NAME: Benjamin Lee
CONCENTRATION: Mechanical engineering
RESEARCH FOCUS: Microfluidics
RESEARCH LAB: David Weitz, Mallinckrodt Professor of Physics and Applied Physics
ADVISOR: Kirk Mutafopulos, Ph.D. candidate in applied physics
What have you been researching this summer?
This summer I have been working with microfluidic devices. I’m trying to build a device that can count cells at a moderately high speed. In industry, optics and lasers are currently used to count and characterize cells by fluorescence, but it requires more technical work since it uses high-powered lasers and a lot of different lenses. I am learning how to build new devices that introduce electric fields into a microfluidic channel that cells then flow through. The device is able to characterize a cell based on its resistance or capacitance, and also count the cells without needing to label cells before an experiment.
What are some of the practical applications of this research?
This research can be applied in the pharmaceutical industry and possibly in the food and agriculture industry.
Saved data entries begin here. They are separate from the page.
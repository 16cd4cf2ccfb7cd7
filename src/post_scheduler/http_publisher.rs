//! HTTP client for the external publishing service.

use super::publisher::{PublishError, PublishRequest, Publisher};
use anyhow::{Context, Result};
use async_trait::async_trait;
use reqwest::StatusCode;
use serde::Deserialize;
use std::time::Duration;

#[derive(Debug, Deserialize)]
struct PublishResponse {
    post_id: String,
}

/// Sends publish requests as JSON to `<base_url>/posts`.
///
/// The service is expected to read the media from the shared media path and
/// answer with `{ "post_id": "..." }`.
pub struct HttpPublisher {
    client: reqwest::Client,
    base_url: String,
}

fn is_retryable_status(status: StatusCode) -> bool {
    status.is_server_error()
        || status == StatusCode::TOO_MANY_REQUESTS
        || status == StatusCode::REQUEST_TIMEOUT
}

impl HttpPublisher {
    pub fn new(base_url: String, timeout_sec: u64) -> Result<Self> {
        let client = reqwest::Client::builder()
            .timeout(Duration::from_secs(timeout_sec))
            .build()
            .context("Failed to create HTTP client")?;
        let base_url = base_url.trim_end_matches('/').to_string();
        Ok(Self { client, base_url })
    }

    pub fn base_url(&self) -> &str {
        &self.base_url
    }

    /// Check if the publishing service is healthy.
    pub async fn health_check(&self) -> Result<()> {
        let url = format!("{}/health", self.base_url);
        let response = self
            .client
            .get(&url)
            .send()
            .await
            .context("Failed to connect to publishing service")?;
        if !response.status().is_success() {
            anyhow::bail!(
                "Publisher health check failed with status: {}",
                response.status()
            );
        }
        Ok(())
    }
}

#[async_trait]
impl Publisher for HttpPublisher {
    fn name(&self) -> &str {
        "http"
    }

    async fn publish(&self, request: &PublishRequest) -> Result<String, PublishError> {
        let response = self
            .client
            .post(format!("{}/posts", self.base_url))
            .json(request)
            .send()
            .await
            .map_err(|e| PublishError::retryable(format!("publishing service unreachable: {}", e)))?;

        let status = response.status();
        if !status.is_success() {
            let body = response.text().await.unwrap_or_default();
            let message = format!("publishing service returned {}: {}", status, body.trim());
            return Err(if is_retryable_status(status) {
                PublishError::retryable(message)
            } else {
                PublishError::permanent(message)
            });
        }

        let parsed: PublishResponse = response
            .json()
            .await
            .map_err(|e| PublishError::permanent(format!("unreadable publish response: {}", e)))?;
        if parsed.post_id.is_empty() {
            return Err(PublishError::permanent("publish response has an empty post_id"));
        }
        Ok(parsed.post_id)
    }
}
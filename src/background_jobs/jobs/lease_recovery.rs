//! Lease recovery background job.
//!
//! Returns download jobs and posts whose worker lease expired to the
//! queue, and refreshes the queue depth gauges. Also runs at startup to
//! pick up work left behind by a previous process.

use crate::background_jobs::{
    context::JobContext,
    job::{BackgroundJob, HookEvent, JobError, JobSchedule},
};
use async_trait::async_trait;
use std::time::Duration;
use tracing::{debug, info};

pub struct LeaseRecoveryJob {
    interval: Duration,
}

impl LeaseRecoveryJob {
    pub fn new(interval: Duration) -> Self {
        Self { interval }
    }
}

#[async_trait]
impl BackgroundJob for LeaseRecoveryJob {
    fn id(&self) -> &'static str {
        "lease_recovery"
    }

    fn name(&self) -> &'static str {
        "Lease Recovery"
    }

    fn description(&self) -> &'static str {
        "Requeue downloads and posts whose lease expired"
    }

    fn schedule(&self) -> JobSchedule {
        JobSchedule::Combined {
            interval: Some(self.interval),
            hooks: vec![HookEvent::OnStartup],
        }
    }

    async fn execute(&self, ctx: &JobContext) -> Result<(), JobError> {
        let now = ctx.clock().now();
        let downloads = ctx.download_queue().release_expired_leases(now)?;
        let posts = ctx.post_scheduler().release_expired_leases(now)?;
        if downloads + posts > 0 {
            info!(
                "Lease recovery: {} downloads and {} posts back in the queue",
                downloads, posts
            );
        } else {
            debug!("Lease recovery: no expired leases");
        }

        ctx.download_queue().stats()?;
        ctx.post_scheduler().stats()?;
        Ok(())
    }
}
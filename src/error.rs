//! Errors surfaced by the pipeline components.

use thiserror::Error;

/// How an error should be treated by the caller.
#[derive(Debug, Clone, Copy, PartialEq, Eq)]
pub enum ErrorClass {
    /// Worth another attempt after backoff.
    Transient,
    /// Retrying will not help.
    Terminal,
    /// The component is not configured to do this at all.
    Configuration,
}

#[derive(Debug, Error)]
pub enum PipelineError {
    #[error("An active download job already exists for video {video_id}")]
    DuplicateJob { video_id: String },

    #[error("Invalid schedule: {0}")]
    InvalidSchedule(String),

    #[error("Durable storage unavailable: {0}")]
    StorageUnavailable(String),

    #[error("{entity} not found: {id}")]
    NotFound { entity: &'static str, id: String },

    #[error("Invalid state: {0}")]
    InvalidState(String),

    #[error("Configuration error: {0}")]
    Configuration(String),

    #[error("Store error: {0}")]
    Store(#[from] anyhow::Error),
}

impl PipelineError {
    pub fn not_found(entity: &'static str, id: impl ToString) -> Self {
        Self::NotFound {
            entity,
            id: id.to_string(),
        }
    }

    pub fn class(&self) -> ErrorClass {
        match self {
            PipelineError::StorageUnavailable(_) | PipelineError::Store(_) => ErrorClass::Transient,
            PipelineError::Configuration(_) => ErrorClass::Configuration,
            PipelineError::DuplicateJob { .. }
            | PipelineError::InvalidSchedule(_)
            | PipelineError::NotFound { .. }
            | PipelineError::InvalidState(_) => ErrorClass::Terminal,
        }
    }
}

pub type PipelineResult<T> = std::result::Result<T, PipelineError>;
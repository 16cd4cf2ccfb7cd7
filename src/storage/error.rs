//! Storage error types.

use crate::error::PipelineError;
use thiserror::Error;

pub type StorageResult<T> = Result<T, StorageError>;

#[derive(Debug, Error)]
pub enum StorageError {
    #[error("Failed to configure storage client: {0}")]
    ConfigError(String),

    #[error("Object not found: {0}")]
    NotFound(String),

    #[error("Container unavailable: {0}")]
    Unavailable(String),

    #[error("Upload failed: {0}")]
    UploadFailed(String),

    #[error("Download failed: {0}")]
    DownloadFailed(String),

    #[error("Delete failed: {0}")]
    DeleteFailed(String),

    #[error("List failed: {0}")]
    ListFailed(String),

    #[error("Invalid key: {0}")]
    InvalidKey(String),

    #[error("IO error: {0}")]
    Io(#[from] std::io::Error),

    #[error("JSON error: {0}")]
    Json(#[from] serde_json::Error),

    #[error("AWS SDK error: {0}")]
    AwsSdk(String),
}

impl StorageError {
    pub fn config_error(msg: impl Into<String>) -> Self {
        Self::ConfigError(msg.into())
    }

    pub fn not_found(key: impl Into<String>) -> Self {
        Self::NotFound(key.into())
    }

    pub fn upload_failed(msg: impl Into<String>) -> Self {
        Self::UploadFailed(msg.into())
    }

    pub fn delete_failed(msg: impl Into<String>) -> Self {
        Self::DeleteFailed(msg.into())
    }

    pub fn is_not_found(&self) -> bool {
        matches!(self, StorageError::NotFound(_))
    }
}

impl From<StorageError> for PipelineError {
    fn from(err: StorageError) -> Self {
        match err {
            StorageError::ConfigError(msg) => PipelineError::Configuration(msg),
            StorageError::InvalidKey(key) => {
                PipelineError::InvalidState(format!("invalid blob key {}", key))
            }
            StorageError::NotFound(key) => {
                PipelineError::InvalidState(format!("blob {} does not exist", key))
            }
            other => PipelineError::StorageUnavailable(other.to_string()),
        }
    }
}
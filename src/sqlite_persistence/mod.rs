mod versioned_schema;

pub use versioned_schema::{
    open_versioned, Column, ForeignKey, ForeignKeyOnChange, SqlType, Table, VersionedSchema,
    BASE_DB_VERSION, DEFAULT_TIMESTAMP,
};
These chips would help to identify cell concentration based on an accurate cell counting mechanism or detect the presence of cells of interest within a presented sample. The vision is to make low-cost, disposable microfluidic chips that could rival existing methods of cell counting.
Why did you decide to pursue this area of research?
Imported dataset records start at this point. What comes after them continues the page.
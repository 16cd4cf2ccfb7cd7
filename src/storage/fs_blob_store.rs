//! Durable tier backed by a directory, for single-host deployments and tests.
//!
//! Layout under `<root>/<container>/`:
//! - `<key>`: blob content
//! - `.meta/<key>.json`: [`BlobMetadata`] sidecar

use super::blob_store::{BlobInfo, BlobMetadata, BlobStore};
use super::error::{StorageError, StorageResult};
use async_trait::async_trait;
use std::io::ErrorKind;
use std::path::{Component, Path, PathBuf};
use std::time::UNIX_EPOCH;
use tokio::fs;
use tracing::debug;

const META_DIR: &str = ".meta";
const PARTIAL_SUFFIX: &str = ".uploading";

pub struct FsBlobStore {
    container: String,
    container_dir: PathBuf,
}

impl FsBlobStore {
    pub fn new(root: impl AsRef<Path>, container: impl Into<String>) -> Self {
        let container = container.into();
        Self {
            container_dir: root.as_ref().join(&container),
            container,
        }
    }

    pub fn container_dir(&self) -> &Path {
        &self.container_dir
    }

    fn blob_path(&self, key: &str) -> StorageResult<PathBuf> {
        let relative = Path::new(key);
        let valid = !key.is_empty()
            && !key.ends_with(PARTIAL_SUFFIX)
            && relative
                .components()
                .all(|c| matches!(c, Component::Normal(_)))
            && relative
                .components()
                .next()
                .is_some_and(|c| c.as_os_str() != META_DIR);
        if !valid {
            return Err(StorageError::InvalidKey(key.to_string()));
        }
        Ok(self.container_dir.join(relative))
    }

    fn sidecar_path(&self, key: &str) -> PathBuf {
        self.container_dir
            .join(META_DIR)
            .join(format!("{}.json", key))
    }

    async fn require_container(&self) -> StorageResult<()> {
        match fs::metadata(&self.container_dir).await {
            Ok(m) if m.is_dir() => Ok(()),
            _ => Err(StorageError::Unavailable(format!(
                "{} is not a directory",
                self.container_dir.display()
            ))),
        }
    }

    async fn read_sidecar(&self, key: &str) -> Option<BlobMetadata> {
        let bytes = fs::read(self.sidecar_path(key)).await.ok()?;
        serde_json::from_slice(&bytes).ok()
    }

    async fn info_for(&self, key: String, path: &Path) -> StorageResult<BlobInfo> {
        let meta = fs::metadata(path).await?;
        let last_modified = meta
            .modified()
            .ok()
            .and_then(|t| t.duration_since(UNIX_EPOCH).ok())
            .map(|d| d.as_secs() as i64);
        let metadata = self.read_sidecar(&key).await;
        Ok(BlobInfo {
            key,
            size: meta.len(),
            last_modified,
            metadata,
        })
    }
}

async fn copy_atomically(from: &Path, to: &Path) -> std::io::Result<u64> {
    if let Some(parent) = to.parent() {
        fs::create_dir_all(parent).await?;
    }
    let mut partial = to.as_os_str().to_owned();
    partial.push(PARTIAL_SUFFIX);
    let partial = PathBuf::from(partial);
    let size = fs::copy(from, &partial).await?;
    fs::rename(&partial, to).await?;
    Ok(size)
}

#[async_trait]
impl BlobStore for FsBlobStore {
    fn backend(&self) -> &'static str {
        "filesystem"
    }

    fn container(&self) -> &str {
        &self.container
    }

    async fn ensure_container(&self) -> StorageResult<()> {
        fs::create_dir_all(self.container_dir.join(META_DIR)).await?;
        Ok(())
    }

    async fn put(&self, key: &str, path: &Path, metadata: &BlobMetadata) -> StorageResult<u64> {
        let dest = self.blob_path(key)?;
        self.require_container().await?;
        debug!("Storing {} as {}", path.display(), key);

        let size = copy_atomically(path, &dest)
            .await
            .map_err(|e| StorageError::upload_failed(format!("{}: {}", key, e)))?;

        let sidecar = self.sidecar_path(key);
        if let Some(parent) = sidecar.parent() {
            fs::create_dir_all(parent).await?;
        }
        fs::write(&sidecar, serde_json::to_vec_pretty(metadata)?).await?;
        Ok(size)
    }

    async fn head(&self, key: &str) -> StorageResult<Option<BlobInfo>> {
        let path = self.blob_path(key)?;
        self.require_container().await?;
        match fs::metadata(&path).await {
            Ok(m) if m.is_file() => Ok(Some(self.info_for(key.to_string(), &path).await?)),
            Ok(_) => Ok(None),
            Err(e) if e.kind() == ErrorKind::NotFound => Ok(None),
            Err(e) => Err(e.into()),
        }
    }

    async fn fetch(&self, key: &str, dest: &Path) -> StorageResult<u64> {
        let path = self.blob_path(key)?;
        self.require_container().await?;
        match copy_atomically(&path, dest).await {
            Ok(size) => Ok(size),
            Err(e) if e.kind() == ErrorKind::NotFound && !path.exists() => {
                Err(StorageError::not_found(key))
            }
            Err(e) => Err(StorageError::DownloadFailed(format!("{}: {}", key, e))),
        }
    }

    async fn delete(&self, key: &str) -> StorageResult<()> {
        let path = self.blob_path(key)?;
        self.require_container().await?;
        match fs::remove_file(&path).await {
            Ok(()) => {}
            Err(e) if e.kind() == ErrorKind::NotFound => return Err(StorageError::not_found(key)),
            Err(e) => return Err(StorageError::delete_failed(format!("{}: {}", key, e))),
        }
        match fs::remove_file(self.sidecar_path(key)).await {
            Ok(()) => Ok(()),
            Err(e) if e.kind() == ErrorKind::NotFound => Ok(()),
            Err(e) => Err(e.into()),
        }
    }

    async fn list(&self, prefix: &str) -> StorageResult<Vec<BlobInfo>> {
        self.require_container().await?;
        let mut blobs = Vec::new();
        let mut pending_dirs = vec![self.container_dir.clone()];

        while let Some(dir) = pending_dirs.pop() {
            let mut entries = fs::read_dir(&dir)
                .await
                .map_err(|e| StorageError::ListFailed(format!("{}: {}", dir.display(), e)))?;
            while let Some(entry) = entries.next_entry().await? {
                let path = entry.path();
                let file_type = entry.file_type().await?;
                if file_type.is_dir() {
                    if dir != self.container_dir || entry.file_name() != META_DIR {
                        pending_dirs.push(path);
                    }
                    continue;
                }
                let Ok(relative) = path.strip_prefix(&self.container_dir) else {
                    continue;
                };
                let key = relative
                    .components()
                    .map(|c| c.as_os_str().to_string_lossy())
                    .collect::<Vec<_>>()
                    .join("/");
                if key.ends_with(PARTIAL_SUFFIX) || !key.starts_with(prefix) {
                    continue;
                }
                blobs.push(self.info_for(key, &path).await?);
            }
        }

        blobs.sort_by(|a, b| a.key.cmp(&b.key));
        Ok(blobs)
    }

    async fn health_check(&self) -> StorageResult<()> {
        self.require_container().await
    }
}

#[cfg(test)]
mod tests {
    use super::*;
    use tempfile::TempDir;

    fn metadata() -> BlobMetadata {
        BlobMetadata {
            original_path: "/tmp/a.mp4".into(),
            upload_date: 1_700_000_000,
            retention_date: 1_700_604_800,
        }
    }

    async fn setup() -> (TempDir, FsBlobStore, PathBuf) {
        let dir = TempDir::new().unwrap();
        let store = FsBlobStore::new(dir.path().join("durable"), "videos-test");
        store.ensure_container().await.unwrap();
        let source = dir.path().join("a.mp4");
        fs::write(&source, b"0123456789").await.unwrap();
        (dir, store, source)
    }

    #[tokio::test]
    async fn put_head_fetch_delete() {
        let (dir, store, source) = setup().await;

        assert_eq!(store.put("videos/a.mp4", &source, &metadata()).await.unwrap(), 10);
        let info = store.head("videos/a.mp4").await.unwrap().unwrap();
        assert_eq!(info.size, 10);
        assert_eq!(info.metadata, Some(metadata()));

        let restored = dir.path().join("restore/a.mp4");
        assert_eq!(store.fetch("videos/a.mp4", &restored).await.unwrap(), 10);
        assert_eq!(fs::read(&restored).await.unwrap(), b"0123456789");

        store.delete("videos/a.mp4").await.unwrap();
        assert!(store.head("videos/a.mp4").await.unwrap().is_none());
        assert!(store.delete("videos/a.mp4").await.unwrap_err().is_not_found());
    }

    #[tokio::test]
    async fn list_skips_sidecars_and_filters_prefix() {
        let (_dir, store, source) = setup().await;
        store.put("videos/b.mp4", &source, &metadata()).await.unwrap();
        store.put("videos/a.mp4", &source, &metadata()).await.unwrap();
        store.put("thumbs/a.jpg", &source, &metadata()).await.unwrap();

        let keys: Vec<_> = store
            .list("videos/")
            .await
            .unwrap()
            .into_iter()
            .map(|b| b.key)
            .collect();
        assert_eq!(keys, vec!["videos/a.mp4", "videos/b.mp4"]);
        assert_eq!(store.list("").await.unwrap().len(), 3);
    }

    #[tokio::test]
    async fn rejects_escaping_keys() {
        let (_dir, store, source) = setup().await;
        for key in ["../x.mp4", "/abs.mp4", ".meta/x.json", ""] {
            assert!(matches!(
                store.put(key, &source, &metadata()).await,
                Err(StorageError::InvalidKey(_))
            ));
        }
    }

    #[tokio::test]
    async fn missing_container_is_unavailable() {
        let dir = TempDir::new().unwrap();
        let store = FsBlobStore::new(dir.path(), "absent");
        assert!(matches!(
            store.health_check().await,
            Err(StorageError::Unavailable(_))
        ));
        assert!(matches!(
            store.head("videos/a.mp4").await,
            Err(StorageError::Unavailable(_))
        ));
    }
}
This research is very different from anything I’ve ever done before. I study mechanical engineering and I’ve worked in various product management roles. My mentor, Kirk Mutafopulos, who is a graduate student, introduced me to his research. I decided to pursue this research to get exposure to a completely different field than I’ve seen before so I could learn what is out there and develop new skills. I want to learn how to pick up new information because I don't have a strong biology or microfluidic background. To learn more, I’ve been reading papers and working with a biotech company called Cytonome. I'm here to learn a lot of new content and tackle challenging projects.
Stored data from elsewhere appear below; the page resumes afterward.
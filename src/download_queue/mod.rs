//! Download queue: durable, prioritized work list of videos to fetch, and
//! the downloaders that fetch them.

mod downloader;
mod http_downloader;
mod queue;

pub use downloader::{
    DownloadError, DownloadErrorKind, DownloadRequest, DownloadedFile, Downloader,
    DownloaderRegistry,
};
pub use http_downloader::HttpDownloader;
pub use queue::{DownloadOutcome, DownloadQueue};
use crate::services::logging::LogLevel;

pub const DEFAULT_API_BASE_URL: &str = "http://localhost:3000";

/// Frontend settings, baked in at build time.
///
/// `LEDGER_API_BASE_URL` and `LEDGER_LOG_LEVEL` override the defaults when set
/// while compiling; unparseable values fall back to the defaults.
#[derive(Debug, Clone, PartialEq)]
pub struct AppConfig {
    pub api_base_url: String,
    pub log_level: LogLevel,
}

impl AppConfig {
    pub fn from_build_env() -> Self {
        Self::from_values(option_env!("LEDGER_API_BASE_URL"), option_env!("LEDGER_LOG_LEVEL"))
    }

    pub fn from_values(api_base_url: Option<&str>, log_level: Option<&str>) -> Self {
        let api_base_url = api_base_url
            .map(|url| url.trim().trim_end_matches('/'))
            .filter(|url| !url.is_empty())
            .unwrap_or(DEFAULT_API_BASE_URL)
            .to_string();

        let log_level = log_level
            .and_then(|level| level.parse().ok())
            .unwrap_or_default();

        Self {
            api_base_url,
            log_level,
        }
    }
}

impl Default for AppConfig {
    fn default() -> Self {
        Self::from_values(None, None)
    }
}
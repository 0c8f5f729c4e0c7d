use std::fmt;
use std::str::FromStr;

use crate::services::config::AppConfig;

#[derive(Debug, Clone, Copy, Default, PartialEq, Eq, PartialOrd, Ord)]
pub enum LogLevel {
    Debug,
    #[default]
    Info,
    Warn,
    Error,
}

impl fmt::Display for LogLevel {
    fn fmt(&self, f: &mut fmt::Formatter<'_>) -> fmt::Result {
        let name = match self {
            LogLevel::Debug => "debug",
            LogLevel::Info => "info",
            LogLevel::Warn => "warn",
            LogLevel::Error => "error",
        };
        f.write_str(name)
    }
}

impl FromStr for LogLevel {
    type Err = String;

    fn from_str(s: &str) -> Result<Self, Self::Err> {
        match s.trim().to_ascii_lowercase().as_str() {
            "debug" => Ok(LogLevel::Debug),
            "info" => Ok(LogLevel::Info),
            "warn" | "warning" => Ok(LogLevel::Warn),
            "error" => Ok(LogLevel::Error),
            other => Err(format!("Unknown log level: {}", other)),
        }
    }
}

/// Component-tagged logging to the browser console
pub struct Logger;

impl Logger {
    pub fn debug_with_component(component: &str, message: &str) {
        Self::log(LogLevel::Debug, component, message);
    }

    pub fn info_with_component(component: &str, message: &str) {
        Self::log(LogLevel::Info, component, message);
    }

    pub fn warn_with_component(component: &str, message: &str) {
        Self::log(LogLevel::Warn, component, message);
    }

    pub fn error_with_component(component: &str, message: &str) {
        Self::log(LogLevel::Error, component, message);
    }

    fn log(level: LogLevel, component: &str, message: &str) {
        if !is_enabled(level, &AppConfig::from_build_env()) {
            return;
        }

        let line = format_line(level, component, message);
        match level {
            LogLevel::Debug => gloo::console::debug!(line),
            LogLevel::Info => gloo::console::info!(line),
            LogLevel::Warn => gloo::console::warn!(line),
            LogLevel::Error => gloo::console::error!(line),
        }
    }
}

fn is_enabled(level: LogLevel, config: &AppConfig) -> bool {
    level >= config.log_level
}

fn format_line(level: LogLevel, component: &str, message: &str) -> String {
    format!("[{}] [{}] {}", level, component, message)
}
What are some of the biggest challenges of conducting this research?
Making the chip is really simple, but the limitations come from the equipment that is used to sense these cells. The work I'm doing is impedance sensing, but the electronic equipment you need to capture the impedance and/or the capacitance of a cell can actually be quite expensive. As of now, acquiring equipment and setting up the experiment is causing a lot of headaches and I’ve had to reach out to different retailers to see if they can lend us equipment and I’ve had to work with different labs to see if we can collaborate. The behavior of microfluidic flow in these devices can oftentimes go against intuition. I've hit a lot of initial roadblocks as I’ve just jumped into these projects at the end of May, and I can only read so many papers so fast, but I am learning a lot about these concepts and I am surrounded by great resources to find answers.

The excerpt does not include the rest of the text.